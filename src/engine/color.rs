//! Color assignment for a candidate pairing.

use crate::models::{Color, Player, PlayerId};

/// Decide colors for a candidate pair. Returns `(white_id, black_id)`.
///
/// The first matching rule wins:
///
/// 1. A player whose last two games were both White (and whose opponent's
///    were not) gets Black; both-Black gets White.
/// 2. Color balance: the player with the heavier White history gets Black,
///    unless both are equally due.
/// 3. Higher-rated player gets Black, once either player has a history.
/// 4. Default: the first player gets White.
pub fn assign_colors(a: &Player, b: &Player) -> (PlayerId, PlayerId) {
    let a_two_white = a.last_two_were(Color::White);
    let b_two_white = b.last_two_were(Color::White);
    let a_two_black = a.last_two_were(Color::Black);
    let b_two_black = b.last_two_were(Color::Black);

    if a_two_white && !b_two_white {
        return (b.id.clone(), a.id.clone());
    }
    if a_two_black && !b_two_black {
        return (a.id.clone(), b.id.clone());
    }
    if b_two_white && !a_two_white {
        return (a.id.clone(), b.id.clone());
    }
    if b_two_black && !a_two_black {
        return (b.id.clone(), a.id.clone());
    }

    let (a_whites, a_blacks) = a.color_counts();
    let (b_whites, b_blacks) = b.color_counts();

    // Balance clauses cancel when both fire (equally White-heavy pairs).
    let a_due_white = a_whites >= a_blacks && b_whites > b_blacks;
    let b_due_white = b_whites >= b_blacks && a_whites > a_blacks;
    if a_due_white && !b_due_white {
        return (a.id.clone(), b.id.clone());
    }
    if b_due_white && !a_due_white {
        return (b.id.clone(), a.id.clone());
    }

    // Higher-rated player plays Black; skipped while both histories are
    // empty so that round-one pairs fall through to the default.
    if !a.colors.is_empty() || !b.colors.is_empty() {
        if a.rating > b.rating {
            return (b.id.clone(), a.id.clone());
        }
        if b.rating > a.rating {
            return (a.id.clone(), b.id.clone());
        }
    }

    (a.id.clone(), b.id.clone())
}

* _DIRECTIONS FOR THIS TASK_: The reply should hold only the lines from the top of the records through the line that has "let a_due_white = a_whites", each one exact.

* _THE COMPLETED TASK_:
filename src/engine/color.rs
//! Color assignment for a candidate pairing.

use crate::models::{Color, Player, PlayerId};

/// Decide colors for a candidate pair. Returns `(white_id, black_id)`.
///
/// The first matching rule wins:
///
/// 1. A player whose last two games were both White (and whose opponent's
///    were not) gets Black; both-Black gets White.
/// 2. Color balance: the player with the heavier White history gets Black,
///    unless both are equally due.
/// 3. Higher-rated player gets Black, once either player has a history.
/// 4. Default: the first player gets White.
pub fn assign_colors(a: &Player, b: &Player) -> (PlayerId, PlayerId) {
    let a_two_white = a.last_two_were(Color::White);
    let b_two_white = b.last_two_were(Color::White);
    let a_two_black = a.last_two_were(Color::Black);
    let b_two_black = b.last_two_were(Color::Black);

    if a_two_white && !b_two_white {
        return (b.id.clone(), a.id.clone());
    }
    if a_two_black && !b_two_black {
        return (a.id.clone(), b.id.clone());
    }
    if b_two_white && !a_two_white {
        return (a.id.clone(), b.id.clone());
    }
    if b_two_black && !a_two_black {
        return (b.id.clone(), a.id.clone());
    }

    let (a_whites, a_blacks) = a.color_counts();
    let (b_whites, b_blacks) = b.color_counts();

    // Balance clauses cancel when both fire (equally White-heavy pairs).
    let a_due_white = a_whites >= a_blacks && b_whites > b_blacks;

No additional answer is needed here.